Minimal error momentum Bregman-Kaczmarz

TL;DR

This paper introduces an adaptive heavy ball momentum technique for the Bregman-Kaczmarz method, improving convergence speed for large-scale convex problems with linear constraints, with theoretical guarantees and practical benefits demonstrated.

Contribution

It proposes an adaptive momentum parameter selection based on a minimal-error principle, enabling accelerated convergence analysis for the Bregman-Kaczmarz method.

Findings

The adaptive momentum method improves convergence over the non-accelerated version.

The method achieves theoretical optimality in error minimization.
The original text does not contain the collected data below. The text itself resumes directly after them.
//! HTTP utilities for SWAPI REST calls

use anyhow::{Context, Result};
use reqwest::{Client, StatusCode};
use serde::de::DeserializeOwned;
use serde_json::Value;
use thiserror::Error;

/// Maximum length of response body to log
const MAX_LOG_BODY_LENGTH: usize = 200;

/// Sanitize response body for logging
/// Truncates long responses and strips non-printable characters
fn sanitize_for_log(body: &str) -> String {
    let truncated = if body.len() > MAX_LOG_BODY_LENGTH {
        let cut = (0..=MAX_LOG_BODY_LENGTH)
            .rev()
            .find(|i| body.is_char_boundary(*i))
            .unwrap_or(0);
        format!("{}... [truncated, {} bytes total]", &body[..cut], body.len())
    } else {
        body.to_string()
    };

    truncated.replace(|c: char| !c.is_ascii_graphic() && c != ' ', "")
}

/// A non-success HTTP status returned by the API
#[derive(Debug, Error)]
#[error("API request failed: {status}")]
pub struct ApiError {
    pub status: StatusCode,
}

/// HTTP client wrapper for SWAPI calls
#[derive(Clone, Debug)]
pub struct HttpClient {
    client: Client,
}

impl HttpClient {
    /// Create a new HTTP client
    pub fn new() -> Result<Self> {
        let client = Client::builder()
            .user_agent(concat!("swapi-browser/", env!("CARGO_PKG_VERSION")))
            .build()
            .context("Failed to create HTTP client")?;

        Ok(Self { client })
    }

    /// Make a GET request and return the parsed JSON body
    pub async fn get(&self, url: &str, query: &[(&str, String)]) -> Result<Value> {
        tracing::debug!("GET {} {:?}", url, query);

        let mut request = self.client.get(url);
        if !query.is_empty() {
            request = request.query(query);
        }

        let response = request.send().await.context("Failed to send request")?;

        let status = response.status();
        let body = response
            .text()
            .await
            .context("Failed to read response body")?;

        if !status.is_success() {
            tracing::error!("API error: {} - {}", status, sanitize_for_log(&body));
            return Err(ApiError { status }.into());
        }

        serde_json::from_str(&body).context("Failed to parse response JSON")
    }

    /// Make a GET request and decode the body into `T`
    pub async fn get_json<T: DeserializeOwned>(
        &self,
        url: &str,
        query: &[(&str, String)],
    ) -> Result<T> {
        let value = self.get(url, query).await?;
        serde_json::from_value(value).context("Unexpected response shape")
    }
}

/// Format an API error for display
///
/// Walks the error chain for the typed status or transport error, so context
/// added by callers neither hides nor fakes a status code.
pub fn format_api_error(error: &anyhow::Error) -> String {
    if let Some(api) = error.chain().find_map(|e| e.downcast_ref::<ApiError>()) {
        let message = match api.status {
            StatusCode::NOT_FOUND => "Not found.",
            StatusCode::TOO_MANY_REQUESTS => "Rate limit exceeded. Please try again later.",
            StatusCode::BAD_REQUEST => "Invalid request. Check your parameters.",
            StatusCode::INTERNAL_SERVER_ERROR
            | StatusCode::BAD_GATEWAY
            | StatusCode::SERVICE_UNAVAILABLE => {
                "The API is temporarily unavailable. Please try again."
            }
            _ => "Request failed.",
        };
        return message.to_string();
    }
    if error.chain().any(|e| e.is::<reqwest::Error>()) {
        return "Request failed. Check your network connection and try again.".to_string();
    }

    let error_str = format!("{:#}", error);
    let sanitized = error_str
        .chars()
        .filter(|c| c.is_ascii_graphic() || *c == ' ')
        .take(80)
        .collect::<String>();

    if sanitized.len() < error_str.len() {
        format!("{}...", sanitized)
    } else {
        sanitized
    }
}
Numerical experiments confirm practical acceleration, including in tomography applications.

Abstract

The Bregman-Kaczmarz method is an iterative method which can solve strongly convex problems with linear constraints and uses only one or a selected number of rows of the system matrix in each iteration, thereby making it amenable for large-scale systems. To speed up convergence, we investigate acceleration by heavy ball momentum in the so-called dual update. Heavy ball acceleration of the Kaczmarz method with constant parameters has turned out to be difficult to analyze, in particular no accelerated convergence for the L2-error of the iterates has been proven to the best of our knowledge. Here we propose a way to adaptively choose the momentum parameter by a minimal-error principle similar to a recently proposed method for the standard randomized Kaczmarz method. The momentum parameter can be chosen to exactly minimize the error in the next iterate or to minimize a relaxed version of the minimal error principle. The former choice leads to a theoretically optimal step while the latter is cheaper to compute. We prove improved convergence results compared to the non-accelerated method. Numerical experiments show that the proposed methods can accelerate convergence in practice, also for matrices which arise from applications such as computational tomography.